Used to be, college was a place where new adults smacked face-first into life. You met people unlike any you’d known before. You confronted new ideas and cultures. You got challenged a little. You learned a lot.
That concept of college appears stone cold dead, and video evidence proves it.
Its footage shot last week in ASU’s Student Pavilion, in a room recently designated as a “multicultural space.” Before that, the space was a room where ASU pre-med student Chase Beckerman — a white male in his early 20s — sometimes went to study, including with his laptop, adorned with a “Police Lives Matter” sticker.
The sticker allegedly sparked the conflict, which last week racked up 5.5 million Twitter views and earned coverage from Fox News to Europe. In it, Beckerman and a white male friend — sporting a “Did Not Vote For Biden” T-shirt — are confronted by two women of color, sustainability grad student Sarra Tekola and undergrad Mastaani Qureshi, leaders of ASU’s Multicultural Solidarity Coalition, which lobbied for the creation of the space.
“What did I do wrong?” Beckerman asks.
“You’re offensive,” one of the women says. “Police lives matter?”
“We’re just trying to do schoolwork,” says Beckerman’s buddy, while Beckerman notes the presence of a Black Lives Matter sticker.
“But this is our space,” the woman says. “You’re making this space uncomfortable.”
“You’re making me uncomfortable,” the anti-Biden T-shirt guy says.
That’s when the whole thing goes to hell.
“But you’re white,” one woman shouts. “Do you understand what a multicultural space (is)? It means you’re not being centered.” To this the anti-Biden guy poses a question: “White’s not a culture?”
“White is not a culture,” Tekola yells. “Say it again to the camera. You think whiteness is a culture? … So anyways, this is the violence that ASU does and this is the type of people that they protect, OK. This white man thinks he can take up our space, and this is why we need a multicultural space. Because they think they can get away with this.”
Beckerman says he’s “just trying to study,” which unleashes another tirade.
“You’re a racist. Your sticker’s racist. Because police, that’s a job. … I don’t choose to be Black, OK. You can choose to be a cop. You can choose to kill people with a badge, and you’re protecting that. … Which means that you’re racist.”
More shouting ensues, more cursing, more woke talking points.
The men leave, and the gist is clear: Police are evil. White men, too. The appearance of a pro-law enforcement sticker in a multicultural space is an act of violence.
The self-anointed police of this space feel empowered to defend it by enforcing a version of the same Jim Crow segregation Americans of all races battled against for decades.
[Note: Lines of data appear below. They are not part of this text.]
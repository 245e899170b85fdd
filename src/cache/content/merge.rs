//! Merge semantics for processed writes

use crate::cache::traits::{CacheOperationError, ProcessedContent, WriteOperation};
use crate::cache::types::BankContent;

/// Compute the new text of a file after applying `operation` with `new_text`.
///
/// `existing` is `None` when the file is not yet part of the bank; an empty
/// file is treated the same way.
pub fn apply_write(
    existing: Option<&str>,
    operation: &WriteOperation,
    new_text: &str,
) -> Result<String, CacheOperationError> {
    let existing = existing.unwrap_or_default();
    match operation {
        WriteOperation::Replace => Ok(new_text.to_string()),
        WriteOperation::Append => {
            if existing.is_empty() {
                Ok(new_text.to_string())
            } else {
                Ok(format!("{}\n\n{}", existing, new_text))
            }
        }
        WriteOperation::Insert { position } => insert_into_section(existing, position, new_text),
    }
}

/// Locate the line `heading`: `None` if absent, `Some(None)` if it is the
/// unterminated last line, otherwise the byte offset just past it.
fn section_body_start(existing: &str, heading: &str) -> Option<Option<usize>> {
    let mut offset = 0;
    for line in existing.split_inclusive('\n') {
        let bare = line.strip_suffix('\n').unwrap_or(line);
        let bare = bare.strip_suffix('\r').unwrap_or(bare);
        if bare == heading {
            let end = offset + line.len();
            return Some(line.ends_with('\n').then_some(end));
        }
        offset += line.len();
    }
    None
}

fn insert_into_section(
    existing: &str,
    position: &str,
    new_text: &str,
) -> Result<String, CacheOperationError> {
    if position.trim().is_empty() {
        return Err(CacheOperationError::merge_failed(
            "insert operation requires a non-empty position",
        ));
    }

    let heading = format!("## {}", position);
    match section_body_start(existing, &heading) {
        Some(Some(body_start)) => Ok(format!(
            "{}\n{}\n{}",
            &existing[..body_start],
            new_text,
            &existing[body_start..]
        )),
        Some(None) => Ok(format!("{}\n\n{}\n", existing, new_text)),
        None if existing.is_empty() => Ok(format!("{}\n\n{}", heading, new_text)),
        None => Ok(format!("{}\n\n{}\n\n{}", existing, heading, new_text)),
    }
}

/// Apply a processed write to one file of `bank`.
///
/// The bank is only modified when the merge succeeds. Returns the number of
/// bytes of new content written.
pub fn merge_into_bank(
    bank: &mut BankContent,
    processed: &ProcessedContent,
) -> Result<usize, CacheOperationError> {
    let merged = apply_write(
        bank.get(&processed.target_file).map(String::as_str),
        &processed.operation,
        &processed.content,
    )?;
    bank.insert(processed.target_file.clone(), merged);
    Ok(processed.content.len())
}

#[cfg(test)]
mod tests {
    use super::*;
    use crate::cache::traits::ProcessingMetadata;

    fn insert_at(position: &str) -> WriteOperation {
        WriteOperation::Insert {
            position: position.to_string(),
        }
    }

    #[test]
    fn replace_overwrites() {
        let merged = apply_write(Some("old"), &WriteOperation::Replace, "new").unwrap();
        assert_eq!(merged, "new");
    }

    #[test]
    fn append_separates_with_blank_line() {
        let merged = apply_write(Some("first"), &WriteOperation::Append, "second").unwrap();
        assert_eq!(merged, "first\n\nsecond");
        assert_eq!(apply_write(None, &WriteOperation::Append, "only").unwrap(), "only");
        assert_eq!(apply_write(Some(""), &WriteOperation::Append, "only").unwrap(), "only");
    }

    #[test]
    fn insert_places_text_after_existing_heading() {
        let existing = "# Notes\n\n## Decisions\nUse Rust\n\n## Open\nNone\n";
        let merged = apply_write(Some(existing), &insert_at("Decisions"), "Use Postgres").unwrap();
        assert_eq!(
            merged,
            "# Notes\n\n## Decisions\n\nUse Postgres\nUse Rust\n\n## Open\nNone\n"
        );
    }

    #[test]
    fn insert_creates_missing_section() {
        let merged = apply_write(Some("# Notes"), &insert_at("Risks"), "Deadline").unwrap();
        assert_eq!(merged, "# Notes\n\n## Risks\n\nDeadline");

        // A new or empty file starts at the heading, without leading blank lines.
        let fresh = apply_write(None, &insert_at("Risks"), "Deadline").unwrap();
        assert_eq!(fresh, "## Risks\n\nDeadline");
        let empty = apply_write(Some(""), &insert_at("Risks"), "Deadline").unwrap();
        assert_eq!(empty, fresh);
    }

    #[test]
    fn insert_does_not_match_deeper_headings() {
        let existing = "### Risks\nnested\n";
        let merged = apply_write(Some(existing), &insert_at("Risks"), "top").unwrap();
        assert_eq!(merged, "### Risks\nnested\n\n\n## Risks\n\ntop");
    }

    #[test]
    fn insert_after_trailing_heading() {
        let merged = apply_write(Some("## Log"), &insert_at("Log"), "entry").unwrap();
        assert_eq!(merged, "## Log\n\nentry\n");
    }

    #[test]
    fn insert_without_position_fails_and_leaves_bank_untouched() {
        let mut bank = BankContent::new();
        bank.insert("readme.md".into(), "keep".into());
        let processed = ProcessedContent {
            target_file: "readme.md".into(),
            operation: insert_at(" "),
            content: "x".into(),
            metadata: ProcessingMetadata::new("default", "test"),
        };

        let err = merge_into_bank(&mut bank, &processed).unwrap_err();
        assert!(matches!(err, CacheOperationError::MergeError(_)));
        assert_eq!(bank["readme.md"], "keep");
    }

    #[test]
    fn merge_reports_bytes_written() {
        let mut bank = BankContent::new();
        let processed = ProcessedContent {
            target_file: "doc/architecture.md".into(),
            operation: WriteOperation::Append,
            content: "We chose PostgreSQL".into(),
            metadata: ProcessingMetadata::new("architecture", "test"),
        };
        assert_eq!(merge_into_bank(&mut bank, &processed).unwrap(), 19);
        assert_eq!(bank["doc/architecture.md"], "We chose PostgreSQL");
    }
}
//! Cache coordination
//!
//! [`CacheCore`] owns bank contents and the pending set; [`BankCacheManager`]
//! pairs it with the background sync worker.

pub mod bank_manager;
pub mod cache_core;

pub use bank_manager::{BankCacheManager, UpdateOutcome};
pub use cache_core::{AppliedUpdate, CacheCore, CacheParts};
Now Beckerman has an attorney and a public statement. “I support good people of all colors, creeds and religions and support those who want to end racial and social injustice. I am a student. My only desire is to study hard, work hard, and complete my studies at Arizona State University. I am cooperating with the university’s investigation into this incident, and I have faith in that process.”
ASU also released a statement: “Differences of opinion are part of the university experience. The university expects respectful dialogue between students in all engagements.”
In a righteous world, respect would be a two-way street. You’d get it no matter the title of the space, no matter the color of your skin, no matter the slogan on your sticker.
I learned that in kindergarten. Now you go to college to unlearn it.